(Dataset entries)

=== Section Start ===

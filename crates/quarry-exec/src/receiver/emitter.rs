//! Emits an in-memory row list into a receiver.

use std::sync::Arc;

use quarry_data::OwnedRow;

use super::{ReceiverResult, ResumeHandle, RowReceiver};

/// Pushes a list of rows into a [`RowReceiver`], honouring pause and stop.
///
/// On pause the emitter moves itself into the [`ResumeHandle`]. Resuming
/// with `is_async = false` continues on the caller's stack; with
/// `is_async = true` it continues on a tokio task when a runtime is
/// available.
pub struct IterableRowEmitter {
    rows: Vec<OwnedRow>,
    position: usize,
    receiver: Arc<dyn RowReceiver>,
}

impl IterableRowEmitter {
    /// Creates an emitter for `rows`.
    pub fn new(rows: Vec<OwnedRow>, receiver: Arc<dyn RowReceiver>) -> Self {
        Self {
            rows,
            position: 0,
            receiver,
        }
    }

    /// Emits rows until the list ends or the receiver pauses or stops.
    pub fn run(mut self) {
        while self.position < self.rows.len() {
            let result = self.receiver.set_next_row(&self.rows[self.position]);
            self.position += 1;
            match result {
                ReceiverResult::Continue => {}
                ReceiverResult::Pause => {
                    let receiver = Arc::clone(&self.receiver);
                    receiver.pause_processed(ResumeHandle::new(move |is_async| {
                        self.resume(is_async)
                    }));
                    return;
                }
                ReceiverResult::Stop => {
                    self.receiver.all_finished(true);
                    return;
                }
            }
        }
        self.receiver.all_finished(false);
    }

    fn resume(self, is_async: bool) {
        if is_async {
            if let Ok(runtime) = tokio::runtime::Handle::try_current() {
                runtime.spawn(async move { self.run() });
                return;
            }
        }
        self.run();
    }
}
//! Test fixtures for batch iterators.
//!
//! Available to this crate's tests and, with the `testing` feature, to
//! downstream crates.

use std::collections::BTreeMap;
use std::sync::atomic::{AtomicUsize, Ordering};
use std::sync::Arc;

use quarry_common::{QuarryError, QuarryResult};

use crate::batch::{
    all_loaded_error, collect_all, load_failed, loaded, not_positioned_error, BatchIterator,
    BoxedBatchIterator, InMemoryBatchIterator, IteratorState, LoadFuture,
};
use crate::row::Row;
use crate::value::Value;

/// Builds rows of BigInt values.
pub fn rows_of(rows: &[&[i64]]) -> Vec<Vec<Value>> {
    rows.iter()
        .map(|row| row.iter().map(|&v| Value::BigInt(v)).collect())
        .collect()
}

/// Single-column iterator over `start..end`.
pub fn range(start: i64, end: i64) -> InMemoryBatchIterator {
    InMemoryBatchIterator::from_values((start..end).map(|v| vec![Value::BigInt(v)]))
}

/// Sorts rows so results of order-insensitive operators can be compared.
pub fn sorted(mut rows: Vec<Vec<Value>>) -> Vec<Vec<Value>> {
    rows.sort();
    rows
}

/// Counts rows by content, for multiset comparisons.
pub fn multiset(rows: &[Vec<Value>]) -> BTreeMap<Vec<Value>, usize> {
    let mut counts = BTreeMap::new();
    for row in rows {
        *counts.entry(row.clone()).or_insert(0) += 1;
    }
    counts
}

// =============================================================================
// CountingBatchIterator
// =============================================================================

/// Wraps an iterator and counts calls that advance it.
pub struct CountingBatchIterator<B> {
    source: B,
    moves: Arc<AtomicUsize>,
}

impl<B: BatchIterator> CountingBatchIterator<B> {
    /// Wraps `source`; the returned counter survives boxing the iterator.
    pub fn new(source: B) -> (Self, Arc<AtomicUsize>) {
        let moves = Arc::new(AtomicUsize::new(0));
        (
            Self {
                source,
                moves: Arc::clone(&moves),
            },
            moves,
        )
    }
}

impl<B: BatchIterator> BatchIterator for CountingBatchIterator<B> {
    fn move_next(&mut self) -> QuarryResult<bool> {
        self.moves.fetch_add(1, Ordering::SeqCst);
        self.source.move_next()
    }

    fn current_element(&self) -> QuarryResult<&dyn Row> {
        self.source.current_element()
    }

    fn move_to_start(&mut self) -> QuarryResult<()> {
        self.source.move_to_start()
    }

    fn all_loaded(&self) -> bool {
        self.source.all_loaded()
    }

    fn load_next_batch(&mut self) -> LoadFuture {
        self.source.load_next_batch()
    }

    fn close(&mut self) {
        self.source.close()
    }

    fn kill(&mut self, cause: QuarryError) {
        self.source.kill(cause)
    }

    fn size_hint(&self) -> Option<usize> {
        self.source.size_hint()
    }
}

// =============================================================================
// BatchSimulatingIterator
// =============================================================================

/// Exposes a fully loaded source in batches of `batch_size` rows, so the
/// load path of consumers gets exercised. Does not report a size hint.
pub struct BatchSimulatingIterator<B> {
    source: B,
    batch_size: usize,
    /// Rows made available so far.
    available: usize,
    /// Rows read since the last rewind.
    position: usize,
    source_exhausted: bool,
    positioned: bool,
    state: IteratorState,
}

impl<B: BatchIterator> BatchSimulatingIterator<B> {
    /// Wraps `source`.
    pub fn new(source: B, batch_size: usize) -> Self {
        let batch_size = batch_size.max(1);
        Self {
            source,
            batch_size,
            available: batch_size,
            position: 0,
            source_exhausted: false,
            positioned: false,
            state: IteratorState::new(),
        }
    }
}

impl<B: BatchIterator> BatchIterator for BatchSimulatingIterator<B> {
    fn move_next(&mut self) -> QuarryResult<bool> {
        self.state.ensure_open()?;
        self.positioned = false;
        if self.position >= self.available {
            return Ok(false);
        }
        if self.source.move_next()? {
            self.position += 1;
            self.positioned = true;
        } else {
            self.source_exhausted = true;
        }
        Ok(self.positioned)
    }

    fn current_element(&self) -> QuarryResult<&dyn Row> {
        if !self.positioned {
            return Err(not_positioned_error());
        }
        self.source.current_element()
    }

    fn move_to_start(&mut self) -> QuarryResult<()> {
        self.state.ensure_open()?;
        self.position = 0;
        self.positioned = false;
        self.source.move_to_start()
    }

    fn all_loaded(&self) -> bool {
        if self.source_exhausted {
            return true;
        }
        match self.source.size_hint() {
            Some(total) => self.available >= total,
            None => false,
        }
    }

    fn load_next_batch(&mut self) -> LoadFuture {
        if let Err(e) = self.state.ensure_open() {
            return load_failed(e);
        }
        if self.all_loaded() {
            return load_failed(all_loaded_error());
        }
        self.available += self.batch_size;
        loaded()
    }

    fn close(&mut self) {
        if self.state.close() {
            self.source.close();
        }
    }

    fn kill(&mut self, cause: QuarryError) {
        if self.state.kill(cause.clone()) {
            self.source.kill(cause);
        }
    }
}

// =============================================================================
// BatchIteratorTester
// =============================================================================

/// Verifies the full batch iterator contract against fresh instances.
pub struct BatchIteratorTester<F> {
    factory: F,
}

impl<F> BatchIteratorTester<F>
where
    F: Fn() -> BoxedBatchIterator,
{
    /// Creates a tester; `factory` must return a new iterator per call.
    pub fn new(factory: F) -> Self {
        Self { factory }
    }

    /// Checks results, rewinding, exhaustion, load preconditions, close and
    /// kill behaviour. Panics on the first violation.
    pub async fn verify_result_and_edge_case_behaviour(&self, expected: &[Vec<Value>]) {
        self.verify(expected, false).await;
    }

    /// Same as [`verify_result_and_edge_case_behaviour`] but compares results
    /// ignoring order.
    ///
    /// [`verify_result_and_edge_case_behaviour`]: Self::verify_result_and_edge_case_behaviour
    pub async fn verify_unordered(&self, expected: &[Vec<Value>]) {
        self.verify(expected, true).await;
    }

    async fn verify(&self, expected: &[Vec<Value>], unordered: bool) {
        let normalize = |rows: Vec<Vec<Value>>| if unordered { sorted(rows) } else { rows };
        let expected = normalize(expected.to_vec());

        // full drain
        let mut it = (self.factory)();
        assert!(
            it.current_element().is_err(),
            "current_element must fail before move_next"
        );
        let first = collect_all(&mut it).await.expect("first drain failed");
        assert_eq!(normalize(first.clone()), expected, "unexpected result");

        // exhausted stays exhausted
        assert!(!it.move_next().expect("move_next after exhaustion failed"));
        assert!(it.current_element().is_err());
        assert!(it.all_loaded());
        assert!(
            it.load_next_batch().await.is_err(),
            "load_next_batch must fail once all_loaded"
        );

        // rewind replays the identical sequence
        it.move_to_start().expect("move_to_start failed");
        let second = collect_all(&mut it).await.expect("second drain failed");
        assert_eq!(second, first, "rewind must replay the same sequence");

        // closed iterators refuse to advance
        it.close();
        it.close();
        assert!(it.move_next().is_err(), "move_next must fail after close");

        // killed iterators fail with the cause
        let mut it = (self.factory)();
        let cause = QuarryError::internal("killed by tester");
        it.kill(cause.clone());
        it.kill(QuarryError::JobKilled);
        assert_eq!(it.move_next().unwrap_err(), cause);
        assert_eq!(it.load_next_batch().await.unwrap_err(), cause);

        // partially consumed then rewound
        let mut it = (self.factory)();
        if it.move_next().expect("move_next failed") {
            it.move_to_start().expect("move_to_start failed");
        }
        let third = collect_all(&mut it).await.expect("drain after rewind failed");
        assert_eq!(third, first, "rewind after partial read must restart");
        it.close();
    }
}
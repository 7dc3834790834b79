//! Hash-assisted nested loop join.

use std::collections::HashMap;

use quarry_common::{QuarryError, QuarryResult};

use super::{EquiJoinKeys, GrowableBitSet, JoinInputs, JoinPredicate, JoinSide};
use crate::batch::{
    load_failed, not_positioned_error, BatchIterator, BoxedBatchIterator, IteratorState,
    LoadFuture,
};
use crate::breaker::RowAccounting;
use crate::row::{extract_key, CombinedRow, OwnedRow, Row};
use crate::value::Value;

#[derive(Debug, Clone, Copy, PartialEq, Eq)]
enum HashState {
    Start,
    FillBlock,
    AdvanceProbe,
    /// Emitting candidates of the current probe row from `next`.
    Probe {
        next: usize,
    },
    Exhausted,
}

/// Hashes blocks of the build side on the equality keys and probes each
/// block with one scan of the other side.
///
/// The outer side is the build side unless both sizes are known upfront and
/// the inner side is smaller. Rows with a NULL key never match and are not
/// buffered. Conditions besides the equality keys are checked on every
/// candidate pair.
pub struct HashJoinBatchIterator {
    inputs: JoinInputs,
    build_side: JoinSide,
    build_keys: Vec<usize>,
    probe_keys: Vec<usize>,
    residual: JoinPredicate,
    block_size: usize,
    /// Buffered build rows with their position in the build stream.
    block: Vec<(usize, OwnedRow)>,
    table: HashMap<Vec<Value>, Vec<usize>>,
    build_position: usize,
    build_done: bool,
    probe_position: usize,
    probe_seen: bool,
    first_block: bool,
    candidates: Vec<usize>,
    loop_state: HashState,
    combined: CombinedRow,
    accounting: Box<dyn RowAccounting>,
    matched_outer: GrowableBitSet,
    positioned: bool,
    state: IteratorState,
}

impl HashJoinBatchIterator {
    /// Creates the join; `block_size` is raised to at least 1.
    pub fn new(
        outer: BoxedBatchIterator,
        inner: BoxedBatchIterator,
        keys: EquiJoinKeys,
        block_size: usize,
        accounting: Box<dyn RowAccounting>,
    ) -> Self {
        let build_side = match (outer.size_hint(), inner.size_hint()) {
            (Some(o), Some(i)) if i < o => JoinSide::Inner,
            _ => JoinSide::Outer,
        };
        let (build_keys, probe_keys) = match build_side {
            JoinSide::Outer => (keys.outer, keys.inner),
            JoinSide::Inner => (keys.inner, keys.outer),
        };
        Self {
            inputs: JoinInputs::new(outer, inner),
            build_side,
            build_keys,
            probe_keys,
            residual: keys.residual,
            block_size: block_size.max(1),
            block: Vec::new(),
            table: HashMap::new(),
            build_position: 0,
            build_done: false,
            probe_position: 0,
            probe_seen: false,
            first_block: true,
            candidates: Vec::new(),
            loop_state: HashState::Start,
            combined: CombinedRow::new(),
            accounting,
            matched_outer: GrowableBitSet::new(),
            positioned: false,
            state: IteratorState::new(),
        }
    }

    /// The side whose rows are hashed.
    pub fn build_side(&self) -> JoinSide {
        self.build_side
    }

    /// Outer rows, by position, that matched at least one inner row so far.
    pub fn matched_outer(&self) -> &GrowableBitSet {
        &self.matched_outer
    }

    fn probe_side(&self) -> JoinSide {
        match self.build_side {
            JoinSide::Outer => JoinSide::Inner,
            JoinSide::Inner => JoinSide::Outer,
        }
    }

    fn clear_block(&mut self) {
        self.block.clear();
        self.table.clear();
        self.candidates.clear();
        self.accounting.release();
    }

    fn finish(&mut self) -> QuarryResult<bool> {
        self.clear_block();
        self.loop_state = HashState::Exhausted;
        self.inputs.exhausted = true;
        Ok(false)
    }

    /// Reads build rows into the block. `Ok(false)` means a load is needed.
    fn fill_block(&mut self) -> QuarryResult<bool> {
        let build_side = self.build_side;
        while self.block.len() < self.block_size {
            match self.inputs.advance(build_side)? {
                None => return Ok(false),
                Some(true) => {
                    let position = self.build_position;
                    self.build_position += 1;
                    let row = self.inputs.get(build_side).current_element()?;
                    let Some(key) = extract_key(row, &self.build_keys) else {
                        continue;
                    };
                    self.accounting.account_for_and_maybe_break(row)?;
                    let owned = row.to_owned_row();
                    self.table.entry(key).or_default().push(self.block.len());
                    self.block.push((position, owned));
                }
                Some(false) => {
                    self.build_done = true;
                    break;
                }
            }
        }
        Ok(true)
    }
}

impl BatchIterator for HashJoinBatchIterator {
    fn move_next(&mut self) -> QuarryResult<bool> {
        self.state.ensure_open()?;
        self.positioned = false;
        let probe_side = self.probe_side();
        loop {
            match self.loop_state {
                HashState::Start => {
                    if self.inputs.known_empty() {
                        return self.finish();
                    }
                    self.loop_state = HashState::FillBlock;
                }
                HashState::FillBlock => {
                    if !self.fill_block()? {
                        return Ok(false);
                    }
                    if self.block.is_empty() {
                        return self.finish();
                    }
                    if !self.first_block {
                        self.inputs.side(probe_side).move_to_start()?;
                    }
                    self.probe_position = 0;
                    self.loop_state = HashState::AdvanceProbe;
                }
                HashState::AdvanceProbe => match self.inputs.advance(probe_side)? {
                    None => return Ok(false),
                    Some(true) => {
                        self.probe_seen = true;
                        self.probe_position += 1;
                        let row = self.inputs.get(probe_side).current_element()?;
                        self.candidates.clear();
                        if let Some(key) = extract_key(row, &self.probe_keys) {
                            if let Some(matches) = self.table.get(&key) {
                                self.candidates.extend_from_slice(matches);
                            }
                        }
                        if !self.candidates.is_empty() {
                            match probe_side {
                                JoinSide::Outer => self.combined.set_outer(row),
                                JoinSide::Inner => self.combined.set_inner(row),
                            }
                            self.loop_state = HashState::Probe { next: 0 };
                        }
                    }
                    Some(false) => {
                        if self.first_block && !self.probe_seen {
                            return self.finish();
                        }
                        self.first_block = false;
                        if self.build_done {
                            return self.finish();
                        }
                        self.clear_block();
                        self.loop_state = HashState::FillBlock;
                    }
                },
                HashState::Probe { next } => {
                    let mut idx = next;
                    while idx < self.candidates.len() {
                        let (build_position, build_row) = &self.block[self.candidates[idx]];
                        idx += 1;
                        let (outer, inner): (&dyn Row, &dyn Row) = match self.build_side {
                            JoinSide::Outer => (build_row, self.combined.inner()),
                            JoinSide::Inner => (self.combined.outer(), build_row),
                        };
                        if !self.residual.matches(outer, inner)? {
                            continue;
                        }
                        let outer_position = match self.build_side {
                            JoinSide::Outer => *build_position,
                            JoinSide::Inner => self.probe_position - 1,
                        };
                        match self.build_side {
                            JoinSide::Outer => self.combined.set_outer(build_row),
                            JoinSide::Inner => self.combined.set_inner(build_row),
                        }
                        self.matched_outer.set(outer_position);
                        self.loop_state = HashState::Probe { next: idx };
                        self.positioned = true;
                        return Ok(true);
                    }
                    self.loop_state = HashState::AdvanceProbe;
                }
                HashState::Exhausted => return Ok(false),
            }
        }
    }

    fn current_element(&self) -> QuarryResult<&dyn Row> {
        if !self.positioned {
            return Err(not_positioned_error());
        }
        Ok(&self.combined)
    }

    fn move_to_start(&mut self) -> QuarryResult<()> {
        self.state.ensure_open()?;
        self.inputs.move_to_start()?;
        self.clear_block();
        self.build_position = 0;
        self.build_done = false;
        self.probe_position = 0;
        self.probe_seen = false;
        self.first_block = true;
        self.loop_state = HashState::Start;
        self.matched_outer.clear();
        self.positioned = false;
        Ok(())
    }

    fn all_loaded(&self) -> bool {
        self.inputs.all_loaded()
    }

    fn load_next_batch(&mut self) -> LoadFuture {
        match self.state.ensure_open() {
            Ok(()) => self.inputs.load_next_batch(),
            Err(e) => load_failed(e),
        }
    }

    fn close(&mut self) {
        if self.state.close() {
            self.positioned = false;
            self.clear_block();
            self.inputs.close();
        }
    }

    fn kill(&mut self, cause: QuarryError) {
        if self.state.kill(cause.clone()) {
            self.positioned = false;
            self.clear_block();
            self.inputs.kill(cause);
        }
    }
}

=== Section End ===

» **About this task**: For each line above that contains "residual", add one to a count, then state only the final number.

» **Task response**: 3